[[ EXERCISE MATERIALS, beginning ]]

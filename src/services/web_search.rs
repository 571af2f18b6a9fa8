use serde::{Deserialize, Serialize};
use serde_json::Value;
use thiserror::Error;

use crate::services::model_client::{ModelClient, Unavailable};

const SEARCH_ENDPOINT: &str = "https://api.duckduckgo.com/";
pub(crate) const DEFAULT_MAX_RESULTS: usize = 5;
const MAX_QUERIES_PER_ROUND: usize = 3;

#[derive(Debug, Error)]
pub(crate) enum SearchError {
    #[error("search query must not be empty")]
    EmptyQuery,
    #[error("search request failed: {0}")]
    Request(String),
}

#[derive(Debug, Clone, Serialize, Deserialize, PartialEq)]
pub(crate) struct SearchResult {
    pub(crate) title: String,
    pub(crate) snippet: String,
    pub(crate) url: String,
    pub(crate) source: String,
}

/// DuckDuckGo Instant Answer lookup. Best effort: an empty result list is a
/// valid outcome, only transport problems are errors.
pub(crate) async fn search_internet(
    http: &reqwest::Client,
    query: &str,
    max_results: usize,
) -> Result<Vec<SearchResult>, SearchError> {
    let query = query.trim();
    if query.is_empty() {
        return Err(SearchError::EmptyQuery);
    }

    let response = http
        .get(SEARCH_ENDPOINT)
        .query(&[("q", query), ("format", "json"), ("no_html", "1"), ("skip_disambig", "1")])
        .send()
        .await
        .map_err(|err| SearchError::Request(err.to_string()))?;

    let status = response.status();
    if !status.is_success() {
        return Err(SearchError::Request(format!("upstream status {status}")));
    }

    let body: Value =
        response.json().await.map_err(|err| SearchError::Request(err.to_string()))?;

    Ok(parse_duckduckgo(&body, max_results))
}

fn parse_duckduckgo(body: &Value, max_results: usize) -> Vec<SearchResult> {
    let mut results = Vec::new();

    let abstract_text = body.get("AbstractText").and_then(Value::as_str).unwrap_or("");
    if !abstract_text.is_empty() {
        results.push(SearchResult {
            title: body
                .get("Heading")
                .and_then(Value::as_str)
                .unwrap_or("Instant answer")
                .to_string(),
            snippet: abstract_text.to_string(),
            url: body.get("AbstractURL").and_then(Value::as_str).unwrap_or("").to_string(),
            source: "duckduckgo".to_string(),
        });
    }

    let mut topics: Vec<&Value> = Vec::new();
    if let Some(related) = body.get("RelatedTopics").and_then(Value::as_array) {
        for entry in related {
            // Category entries nest one more level of topics.
            if let Some(nested) = entry.get("Topics").and_then(Value::as_array) {
                topics.extend(nested.iter());
            } else {
                topics.push(entry);
            }
        }
    }

    for topic in topics {
        if results.len() >= max_results {
            break;
        }
        let Some(text) = topic.get("Text").and_then(Value::as_str).filter(|t| !t.is_empty())
        else {
            continue;
        };
        let url = topic.get("FirstURL").and_then(Value::as_str).unwrap_or("");
        let title: String = text.chars().take(80).collect();
        results.push(SearchResult {
            title,
            snippet: text.to_string(),
            url: url.to_string(),
            source: "duckduckgo".to_string(),
        });
    }

    results.truncate(max_results);
    results
}

fn format_results(results: &[SearchResult]) -> String {
    results
        .iter()
        .map(|result| format!("- {} ({}): {}", result.title, result.url, result.snippet))
        .collect::<Vec<_>>()
        .join("\n")
}

/// Structured-JSON completion that may run one research round first: when the
/// first reply asks for `search_queries`, the results are folded into a
/// follow-up prompt. Search failures degrade to the plain completion, never
/// to `Unavailable`.
pub(crate) async fn request_ai_json_with_web_search(
    model: &ModelClient,
    system: &str,
    user: &str,
    max_rounds: usize,
) -> Result<Value, Unavailable> {
    let mut prompt = user.to_string();

    for round in 0..max_rounds.max(1) {
        let value = model.complete_json(system, &prompt, 0.4).await?;

        let queries: Vec<String> = value
            .get("search_queries")
            .and_then(Value::as_array)
            .map(|queries| {
                queries
                    .iter()
                    .filter_map(Value::as_str)
                    .map(str::to_string)
                    .take(MAX_QUERIES_PER_ROUND)
                    .collect()
            })
            .unwrap_or_default();

        if queries.is_empty() || round + 1 >= max_rounds {
            return Ok(value);
        }

        let mut findings = Vec::new();
        for query in &queries {
            match search_internet(model.http(), query, DEFAULT_MAX_RESULTS).await {
                Ok(results) => findings.extend(results),
                Err(err) => {
                    tracing::warn!(error = %err, query = %query, "Web research lookup failed");
                }
            }
        }

        let reason = value.get("reason").and_then(Value::as_str).unwrap_or("");
        tracing::info!(
            queries = queries.len(),
            findings = findings.len(),
            reason = %reason,
            "Assistant requested web research"
        );

        prompt = format!(
            "{user}\n\nWeb research results you requested:\n{}",
            if findings.is_empty() { "- no results found".to_string() } else { format_results(&findings) }
        );
    }

    model.complete_json(system, &prompt, 0.4).await
}

#[cfg(test)]
mod tests {
    use super::*;
    use serde_json::json;

    #[tokio::test]
    async fn empty_query_is_rejected() {
        let http = reqwest::Client::new();
        let err = search_internet(&http, "   ", 5).await.expect_err("blank query");
        assert!(matches!(err, SearchError::EmptyQuery));
    }

    #[test]
    fn duckduckgo_parsing_flattens_nested_topics() {
        let body = json!({
            "Heading": "ESL",
            "AbstractText": "English as a second language.",
            "AbstractURL": "https://example.com/esl",
            "RelatedTopics": [
                {"Text": "Modern ESL Trends", "FirstURL": "https://example.com/trends"},
                {"Topics": [
                    {"Text": "Cultural topics in 2024", "FirstURL": "https://example.com/cultural"}
                ]}
            ]
        });

        let results = parse_duckduckgo(&body, 5);
        assert_eq!(results.len(), 3);
        assert_eq!(results[0].title, "ESL");
        assert_eq!(results[1].snippet, "Modern ESL Trends");
        assert_eq!(results[2].url, "https://example.com/cultural");
        assert!(results.iter().all(|result| result.source == "duckduckgo"));
    }

    #[test]
    fn duckduckgo_parsing_respects_the_result_cap() {
        let body = json!({
            "RelatedTopics": [
                {"Text": "one", "FirstURL": "https://a"},
                {"Text": "two", "FirstURL": "https://b"},
                {"Text": "three", "FirstURL": "https://c"}
            ]
        });
        assert_eq!(parse_duckduckgo(&body, 2).len(), 2);
    }

    #[test]
    fn research_prompt_formatting() {
        let results = vec![SearchResult {
            title: "Modern ESL Trends".to_string(),
            snippet: "Teachers emphasize cultural topics.".to_string(),
            url: "https://example.com/esl".to_string(),
            source: "duckduckgo".to_string(),
        }];
        let block = format_results(&results);
        assert!(block.contains("Modern ESL Trends"));
        assert!(block.contains("https://example.com/esl"));
    }
}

[[ EXERCISE MATERIALS, end ]]

WHAT IS BEING ASKED »
Every line of the listing that includes "user" must be shown.

EXERCISE RESPONSE »
    user: &str,
    let mut prompt = user.to_string();
            "{user}\n\nWeb research results you requested:\n{}",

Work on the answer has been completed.